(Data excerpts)
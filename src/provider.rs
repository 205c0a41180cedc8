//! Provider abstraction over the compute control plane.
//!
//! A provider authenticates once per facade operation and hands back a
//! session that every later call borrows. Nothing here knows about polling
//! or ordering; that lives in [`crate::lifecycle`].

use std::fmt;
use std::future::Future;
use std::net::Ipv4Addr;
use std::pin::Pin;

use serde::{Deserialize, Serialize};
use thiserror::Error;

/// Account credentials presented to the identity service.
#[derive(Clone, Eq, PartialEq)]
pub struct Credentials {
    /// Account username.
    pub username: String,
    /// API key for the account.
    pub api_key: String,
    /// Region whose compute endpoint the session should target.
    pub region: String,
}

impl fmt::Debug for Credentials {
    fn fmt(&self, f: &mut fmt::Formatter<'_>) -> fmt::Result {
        f.debug_struct("Credentials")
            .field("username", &self.username)
            .field("api_key", &"<redacted>")
            .field("region", &self.region)
            .finish()
    }
}

/// Provider-assigned server identifier.
#[derive(Clone, Debug, Deserialize, Eq, Hash, PartialEq, Serialize)]
#[serde(transparent)]
pub struct ServerId(String);

impl ServerId {
    /// Wraps a provider identifier.
    pub fn new(value: impl Into<String>) -> Self {
        Self(value.into())
    }

    /// Returns the identifier as a string slice.
    #[must_use]
    pub const fn as_str(&self) -> &str {
        self.0.as_str()
    }
}

impl fmt::Display for ServerId {
    fn fmt(&self, f: &mut fmt::Formatter<'_>) -> fmt::Result {
        f.write_str(&self.0)
    }
}

/// Disk partitioning mode requested at build time.
#[derive(Clone, Copy, Debug, Eq, PartialEq)]
pub enum DiskConfig {
    /// The provider resizes the root filesystem automatically.
    Auto,
    /// The image's partition layout is kept as-is.
    Manual,
}

impl DiskConfig {
    /// Returns the wire value used by the compute API.
    #[must_use]
    pub const fn as_str(self) -> &'static str {
        match self {
            Self::Auto => "AUTO",
            Self::Manual => "MANUAL",
        }
    }
}

/// Reboot flavour passed to the compute API.
#[derive(Clone, Copy, Debug, Eq, PartialEq)]
pub enum RebootMode {
    /// Ask the guest operating system to restart.
    Soft,
    /// Power-cycle the server.
    Hard,
}

impl RebootMode {
    /// Returns the wire value used by the compute API.
    #[must_use]
    pub const fn as_str(self) -> &'static str {
        match self {
            Self::Soft => "SOFT",
            Self::Hard => "HARD",
        }
    }
}

/// Parameters for a server creation request.
#[derive(Clone, Debug, Eq, PartialEq)]
pub struct ServerSpec {
    /// Display name of the server.
    pub name: String,
    /// Image to boot.
    pub image_id: String,
    /// Flavour (size) to allocate.
    pub flavor_id: String,
    /// Registered key pair injected into the server.
    pub keypair_name: String,
    /// Disk partitioning mode.
    pub disk_config: DiskConfig,
}

/// Server details returned by a status query.
#[derive(Clone, Debug, Eq, PartialEq)]
pub struct ServerDetails {
    /// Provider identifier.
    pub id: ServerId,
    /// Raw provider status (for example `BUILD` or `ACTIVE`).
    pub status: String,
    /// Public IPv4 address, once assigned.
    pub ipv4: Option<Ipv4Addr>,
}

/// Errors raised by provider calls.
#[derive(Clone, Debug, Error, Eq, PartialEq)]
pub enum ProviderError {
    /// The identity service rejected the credentials.
    #[error("authentication failed: {message}")]
    Authentication {
        /// Message returned by the identity service.
        message: String,
    },
    /// The addressed resource does not exist.
    #[error("{resource} {id} not found")]
    NotFound {
        /// Kind of resource (`server` or `keypair`).
        resource: &'static str,
        /// Identifier that was looked up.
        id: String,
    },
    /// The API answered with an error status.
    #[error("provider API returned {status}: {message}")]
    Api {
        /// HTTP status code.
        status: u16,
        /// Message extracted from the response body.
        message: String,
    },
    /// The service catalogue lists no compute endpoint for the region.
    #[error("no compute endpoint for region {region} in the service catalogue")]
    MissingEndpoint {
        /// Region that was requested.
        region: String,
    },
    /// The request never produced a usable response.
    #[error("provider transport error: {message}")]
    Transport {
        /// Transport level error description.
        message: String,
    },
}

/// Future returned by provider operations.
pub type ProviderFuture<'a, T> = Pin<Box<dyn Future<Output = Result<T, ProviderError>> + Send + 'a>>;

/// Compute control-plane operations used by the lifecycle controller.
pub trait Provider: Send + Sync {
    /// Authenticated session handed to every subsequent call.
    type Session: Send + Sync;

    /// Exchanges credentials for a session.
    fn authenticate<'a>(&'a self, credentials: &'a Credentials)
    -> ProviderFuture<'a, Self::Session>;

    /// Submits a server build and returns the assigned identifier.
    fn create_server<'a>(
        &'a self,
        session: &'a Self::Session,
        spec: &'a ServerSpec,
    ) -> ProviderFuture<'a, ServerId>;

    /// Fetches the current status and addresses of a server.
    fn get_server<'a>(
        &'a self,
        session: &'a Self::Session,
        id: &'a ServerId,
    ) -> ProviderFuture<'a, ServerDetails>;

    /// Deletes a server.
    fn delete_server<'a>(
        &'a self,
        session: &'a Self::Session,
        id: &'a ServerId,
    ) -> ProviderFuture<'a, ()>;

    /// Requests a reboot of the given flavour.
    fn reboot_server<'a>(
        &'a self,
        session: &'a Self::Session,
        id: &'a ServerId,
        mode: RebootMode,
    ) -> ProviderFuture<'a, ()>;

    /// Registers a public key and returns the name the provider stored.
    fn create_keypair<'a>(
        &'a self,
        session: &'a Self::Session,
        name: &'a str,
        public_key: &'a str,
    ) -> ProviderFuture<'a, String>;

    /// Removes a key pair registration.
    fn delete_keypair<'a>(
        &'a self,
        session: &'a Self::Session,
        name: &'a str,
    ) -> ProviderFuture<'a, ()>;
}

Exercise objective » Send back all the records above word for word.

Response »
filename src/provider.rs
repository 205c0a41180cedc8
//! Provider abstraction over the compute control plane.
//!
//! A provider authenticates once per facade operation and hands back a
//! session that every later call borrows. Nothing here knows about polling
//! or ordering; that lives in [`crate::lifecycle`].

use std::fmt;
use std::future::Future;
use std::net::Ipv4Addr;
use std::pin::Pin;

use serde::{Deserialize, Serialize};
use thiserror::Error;

/// Account credentials presented to the identity service.
#[derive(Clone, Eq, PartialEq)]
pub struct Credentials {
    /// Account username.
    pub username: String,
    /// API key for the account.
    pub api_key: String,
    /// Region whose compute endpoint the session should target.
    pub region: String,
}

impl fmt::Debug for Credentials {
    fn fmt(&self, f: &mut fmt::Formatter<'_>) -> fmt::Result {
        f.debug_struct("Credentials")
            .field("username", &self.username)
            .field("api_key", &"<redacted>")
            .field("region", &self.region)
            .finish()
    }
}

/// Provider-assigned server identifier.
#[derive(Clone, Debug, Deserialize, Eq, Hash, PartialEq, Serialize)]
#[serde(transparent)]
pub struct ServerId(String);

impl ServerId {
    /// Wraps a provider identifier.
    pub fn new(value: impl Into<String>) -> Self {
        Self(value.into())
    }

    /// Returns the identifier as a string slice.
    #[must_use]
    pub const fn as_str(&self) -> &str {
        self.0.as_str()
    }
}

impl fmt::Display for ServerId {
    fn fmt(&self, f: &mut fmt::Formatter<'_>) -> fmt::Result {
        f.write_str(&self.0)
    }
}

/// Disk partitioning mode requested at build time.
#[derive(Clone, Copy, Debug, Eq, PartialEq)]
pub enum DiskConfig {
    /// The provider resizes the root filesystem automatically.
    Auto,
    /// The image's partition layout is kept as-is.
    Manual,
}

impl DiskConfig {
    /// Returns the wire value used by the compute API.
    #[must_use]
    pub const fn as_str(self) -> &'static str {
        match self {
            Self::Auto => "AUTO",
            Self::Manual => "MANUAL",
        }
    }
}

/// Reboot flavour passed to the compute API.
#[derive(Clone, Copy, Debug, Eq, PartialEq)]
pub enum RebootMode {
    /// Ask the guest operating system to restart.
    Soft,
    /// Power-cycle the server.
    Hard,
}

impl RebootMode {
    /// Returns the wire value used by the compute API.
    #[must_use]
    pub const fn as_str(self) -> &'static str {
        match self {
            Self::Soft => "SOFT",
            Self::Hard => "HARD",
        }
    }
}

/// Parameters for a server creation request.
#[derive(Clone, Debug, Eq, PartialEq)]
pub struct ServerSpec {
    /// Display name of the server.
    pub name: String,
    /// Image to boot.
    pub image_id: String,
    /// Flavour (size) to allocate.
    pub flavor_id: String,
    /// Registered key pair injected into the server.
    pub keypair_name: String,
    /// Disk partitioning mode.
    pub disk_config: DiskConfig,
}

/// Server details returned by a status query.
#[derive(Clone, Debug, Eq, PartialEq)]
pub struct ServerDetails {
    /// Provider identifier.
    pub id: ServerId,
    /// Raw provider status (for example `BUILD` or `ACTIVE`).
    pub status: String,
    /// Public IPv4 address, once assigned.
    pub ipv4: Option<Ipv4Addr>,
}

/// Errors raised by provider calls.
#[derive(Clone, Debug, Error, Eq, PartialEq)]
pub enum ProviderError {
    /// The identity service rejected the credentials.
    #[error("authentication failed: {message}")]
    Authentication {
        /// Message returned by the identity service.
        message: String,
    },
    /// The addressed resource does not exist.
    #[error("{resource} {id} not found")]
    NotFound {
        /// Kind of resource (`server` or `keypair`).
        resource: &'static str,
        /// Identifier that was looked up.
        id: String,
    },
    /// The API answered with an error status.
    #[error("provider API returned {status}: {message}")]
    Api {
        /// HTTP status code.
        status: u16,
        /// Message extracted from the response body.
        message: String,
    },
    /// The service catalogue lists no compute endpoint for the region.
    #[error("no compute endpoint for region {region} in the service catalogue")]
    MissingEndpoint {
        /// Region that was requested.
        region: String,
    },
    /// The request never produced a usable response.
    #[error("provider transport error: {message}")]
    Transport {
        /// Transport level error description.
        message: String,
    },
}

/// Future returned by provider operations.
pub type ProviderFuture<'a, T> = Pin<Box<dyn Future<Output = Result<T, ProviderError>> + Send + 'a>>;

/// Compute control-plane operations used by the lifecycle controller.
pub trait Provider: Send + Sync {
    /// Authenticated session handed to every subsequent call.
    type Session: Send + Sync;

    /// Exchanges credentials for a session.
    fn authenticate<'a>(&'a self, credentials: &'a Credentials)
    -> ProviderFuture<'a, Self::Session>;

    /// Submits a server build and returns the assigned identifier.
    fn create_server<'a>(
        &'a self,
        session: &'a Self::Session,
        spec: &'a ServerSpec,
    ) -> ProviderFuture<'a, ServerId>;

    /// Fetches the current status and addresses of a server.
    fn get_server<'a>(
        &'a self,
        session: &'a Self::Session,
        id: &'a ServerId,
    ) -> ProviderFuture<'a, ServerDetails>;

    /// Deletes a server.
    fn delete_server<'a>(
        &'a self,
        session: &'a Self::Session,
        id: &'a ServerId,
    ) -> ProviderFuture<'a, ()>;

    /// Requests a reboot of the given flavour.
    fn reboot_server<'a>(
        &'a self,
        session: &'a Self::Session,
        id: &'a ServerId,
        mode: RebootMode,
    ) -> ProviderFuture<'a, ()>;

    /// Registers a public key and returns the name the provider stored.
    fn create_keypair<'a>(
        &'a self,
        session: &'a Self::Session,
        name: &'a str,
        public_key: &'a str,
    ) -> ProviderFuture<'a, String>;

    /// Removes a key pair registration.
    fn delete_keypair<'a>(
        &'a self,
        session: &'a Self::Session,
        name: &'a str,
    ) -> ProviderFuture<'a, ()>;
}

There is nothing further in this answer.